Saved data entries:
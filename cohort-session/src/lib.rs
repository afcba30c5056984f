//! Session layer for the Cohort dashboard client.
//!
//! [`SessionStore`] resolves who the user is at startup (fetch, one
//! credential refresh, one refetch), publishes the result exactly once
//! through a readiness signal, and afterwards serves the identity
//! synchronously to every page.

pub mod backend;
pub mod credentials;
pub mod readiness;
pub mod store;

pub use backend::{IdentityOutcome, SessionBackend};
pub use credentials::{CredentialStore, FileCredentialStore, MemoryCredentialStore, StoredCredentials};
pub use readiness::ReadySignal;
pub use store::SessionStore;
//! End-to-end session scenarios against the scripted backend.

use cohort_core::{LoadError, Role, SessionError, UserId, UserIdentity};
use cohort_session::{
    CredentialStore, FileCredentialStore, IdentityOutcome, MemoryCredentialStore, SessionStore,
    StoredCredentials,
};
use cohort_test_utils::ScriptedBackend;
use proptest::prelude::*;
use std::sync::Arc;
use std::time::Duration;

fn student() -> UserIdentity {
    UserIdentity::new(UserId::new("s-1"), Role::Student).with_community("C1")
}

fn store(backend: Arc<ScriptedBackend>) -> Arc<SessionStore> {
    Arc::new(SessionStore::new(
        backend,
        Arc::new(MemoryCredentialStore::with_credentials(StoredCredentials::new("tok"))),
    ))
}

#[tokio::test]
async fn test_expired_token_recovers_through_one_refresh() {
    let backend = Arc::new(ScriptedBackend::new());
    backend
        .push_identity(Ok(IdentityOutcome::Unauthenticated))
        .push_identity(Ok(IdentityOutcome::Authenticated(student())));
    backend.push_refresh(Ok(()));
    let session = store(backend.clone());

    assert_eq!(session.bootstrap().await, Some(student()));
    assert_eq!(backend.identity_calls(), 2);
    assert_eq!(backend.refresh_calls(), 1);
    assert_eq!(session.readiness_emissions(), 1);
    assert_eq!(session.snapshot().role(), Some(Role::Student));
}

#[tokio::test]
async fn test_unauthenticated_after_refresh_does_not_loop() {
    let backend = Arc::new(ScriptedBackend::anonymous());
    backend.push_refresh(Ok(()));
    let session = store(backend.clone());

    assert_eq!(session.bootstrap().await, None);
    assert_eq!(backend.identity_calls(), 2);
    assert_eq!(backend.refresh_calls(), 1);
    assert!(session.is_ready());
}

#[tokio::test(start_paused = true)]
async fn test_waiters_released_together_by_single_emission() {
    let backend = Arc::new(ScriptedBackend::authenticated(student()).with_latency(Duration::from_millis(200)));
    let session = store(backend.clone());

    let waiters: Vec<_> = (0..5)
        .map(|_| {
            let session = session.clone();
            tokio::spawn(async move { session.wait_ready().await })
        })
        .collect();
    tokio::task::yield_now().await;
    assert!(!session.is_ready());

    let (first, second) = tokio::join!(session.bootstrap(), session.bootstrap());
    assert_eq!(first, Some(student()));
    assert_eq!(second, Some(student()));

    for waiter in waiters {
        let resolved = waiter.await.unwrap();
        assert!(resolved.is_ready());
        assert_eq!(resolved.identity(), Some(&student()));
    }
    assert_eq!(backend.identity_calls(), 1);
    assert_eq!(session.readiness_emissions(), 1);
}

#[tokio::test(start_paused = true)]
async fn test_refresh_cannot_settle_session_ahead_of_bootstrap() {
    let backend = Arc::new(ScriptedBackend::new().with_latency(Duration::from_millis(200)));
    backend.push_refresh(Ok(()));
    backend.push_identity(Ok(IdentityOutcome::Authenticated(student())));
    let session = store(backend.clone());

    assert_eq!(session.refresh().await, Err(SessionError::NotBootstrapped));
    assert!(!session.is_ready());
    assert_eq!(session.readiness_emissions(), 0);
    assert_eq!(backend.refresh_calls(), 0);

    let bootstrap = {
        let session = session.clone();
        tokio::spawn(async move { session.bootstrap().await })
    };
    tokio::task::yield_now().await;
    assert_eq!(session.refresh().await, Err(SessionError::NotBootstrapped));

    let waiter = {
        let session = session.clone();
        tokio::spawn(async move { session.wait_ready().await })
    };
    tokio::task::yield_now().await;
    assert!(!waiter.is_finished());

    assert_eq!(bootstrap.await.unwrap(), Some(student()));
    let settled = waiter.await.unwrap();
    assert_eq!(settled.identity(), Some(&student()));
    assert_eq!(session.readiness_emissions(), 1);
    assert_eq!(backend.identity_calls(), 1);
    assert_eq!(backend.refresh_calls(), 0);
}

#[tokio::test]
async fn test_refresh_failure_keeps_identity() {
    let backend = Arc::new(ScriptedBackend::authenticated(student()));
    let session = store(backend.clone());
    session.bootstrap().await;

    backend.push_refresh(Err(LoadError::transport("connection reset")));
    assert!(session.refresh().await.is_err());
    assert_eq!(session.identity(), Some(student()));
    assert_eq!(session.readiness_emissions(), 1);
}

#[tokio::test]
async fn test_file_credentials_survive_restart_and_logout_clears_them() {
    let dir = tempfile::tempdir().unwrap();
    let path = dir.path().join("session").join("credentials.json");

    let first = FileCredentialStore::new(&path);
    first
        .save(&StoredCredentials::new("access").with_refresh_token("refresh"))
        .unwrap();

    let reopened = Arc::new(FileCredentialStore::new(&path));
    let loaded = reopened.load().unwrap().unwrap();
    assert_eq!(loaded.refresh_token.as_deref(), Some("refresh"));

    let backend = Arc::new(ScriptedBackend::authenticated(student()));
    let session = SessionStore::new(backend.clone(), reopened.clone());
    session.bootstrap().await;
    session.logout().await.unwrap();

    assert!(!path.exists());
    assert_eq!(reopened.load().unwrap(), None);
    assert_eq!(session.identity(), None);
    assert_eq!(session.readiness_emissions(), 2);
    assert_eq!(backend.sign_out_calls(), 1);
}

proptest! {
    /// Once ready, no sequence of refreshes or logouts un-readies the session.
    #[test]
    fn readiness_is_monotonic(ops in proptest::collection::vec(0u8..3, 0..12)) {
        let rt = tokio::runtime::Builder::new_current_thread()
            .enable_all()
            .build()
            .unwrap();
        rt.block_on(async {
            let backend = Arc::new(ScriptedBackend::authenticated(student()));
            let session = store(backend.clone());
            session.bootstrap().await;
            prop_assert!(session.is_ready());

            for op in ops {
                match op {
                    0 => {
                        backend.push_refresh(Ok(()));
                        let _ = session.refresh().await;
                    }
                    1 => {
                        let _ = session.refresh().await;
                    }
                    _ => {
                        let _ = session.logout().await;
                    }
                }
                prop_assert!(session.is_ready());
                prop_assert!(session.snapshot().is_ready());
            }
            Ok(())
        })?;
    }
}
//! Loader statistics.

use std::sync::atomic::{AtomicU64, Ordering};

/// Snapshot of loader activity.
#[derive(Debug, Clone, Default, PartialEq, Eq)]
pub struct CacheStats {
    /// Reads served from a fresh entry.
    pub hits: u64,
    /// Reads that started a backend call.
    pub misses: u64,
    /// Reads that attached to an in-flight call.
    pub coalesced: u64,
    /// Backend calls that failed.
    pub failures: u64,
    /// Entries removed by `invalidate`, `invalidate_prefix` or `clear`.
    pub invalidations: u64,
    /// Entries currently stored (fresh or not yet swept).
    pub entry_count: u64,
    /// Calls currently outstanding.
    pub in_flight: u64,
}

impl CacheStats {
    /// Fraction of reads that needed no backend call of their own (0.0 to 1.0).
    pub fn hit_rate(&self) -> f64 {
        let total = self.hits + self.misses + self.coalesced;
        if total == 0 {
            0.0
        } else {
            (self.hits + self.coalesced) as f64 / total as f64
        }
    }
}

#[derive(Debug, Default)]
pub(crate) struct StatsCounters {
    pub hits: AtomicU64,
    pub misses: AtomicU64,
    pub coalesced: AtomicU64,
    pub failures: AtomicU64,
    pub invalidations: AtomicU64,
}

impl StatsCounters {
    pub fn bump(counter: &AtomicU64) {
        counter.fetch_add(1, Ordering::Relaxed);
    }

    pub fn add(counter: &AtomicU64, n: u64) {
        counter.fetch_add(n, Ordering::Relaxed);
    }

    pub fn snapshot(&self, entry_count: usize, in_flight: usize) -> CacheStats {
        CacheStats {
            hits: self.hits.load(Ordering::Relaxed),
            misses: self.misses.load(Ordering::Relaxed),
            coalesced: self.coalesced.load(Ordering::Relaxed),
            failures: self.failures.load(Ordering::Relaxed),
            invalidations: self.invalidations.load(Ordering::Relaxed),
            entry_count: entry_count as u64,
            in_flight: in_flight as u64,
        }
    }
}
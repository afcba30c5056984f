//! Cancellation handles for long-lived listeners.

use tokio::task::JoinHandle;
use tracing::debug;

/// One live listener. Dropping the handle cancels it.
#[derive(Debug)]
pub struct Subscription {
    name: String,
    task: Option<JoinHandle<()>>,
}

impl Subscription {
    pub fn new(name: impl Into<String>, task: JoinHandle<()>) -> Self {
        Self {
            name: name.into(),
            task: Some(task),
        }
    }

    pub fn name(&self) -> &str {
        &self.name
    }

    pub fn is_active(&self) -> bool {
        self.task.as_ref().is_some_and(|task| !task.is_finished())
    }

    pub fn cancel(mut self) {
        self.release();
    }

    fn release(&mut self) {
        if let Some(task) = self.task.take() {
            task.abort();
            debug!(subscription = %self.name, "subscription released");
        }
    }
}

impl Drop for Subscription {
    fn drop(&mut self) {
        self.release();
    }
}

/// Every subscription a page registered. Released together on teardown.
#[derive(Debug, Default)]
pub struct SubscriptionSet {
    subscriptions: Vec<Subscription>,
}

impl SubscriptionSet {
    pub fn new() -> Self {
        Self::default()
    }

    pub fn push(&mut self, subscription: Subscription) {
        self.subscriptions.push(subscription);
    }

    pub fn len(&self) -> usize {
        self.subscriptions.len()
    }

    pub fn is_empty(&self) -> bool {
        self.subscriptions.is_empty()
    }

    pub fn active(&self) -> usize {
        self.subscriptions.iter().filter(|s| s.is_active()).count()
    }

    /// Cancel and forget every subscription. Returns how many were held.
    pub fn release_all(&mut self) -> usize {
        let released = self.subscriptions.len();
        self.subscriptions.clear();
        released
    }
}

TASK INSTRUCTIONS:
Bring together every line in the entries that holds the string "currently".

SOLUTION BELOW:
    /// Entries currently stored (fresh or not yet swept).
    /// Calls currently outstanding.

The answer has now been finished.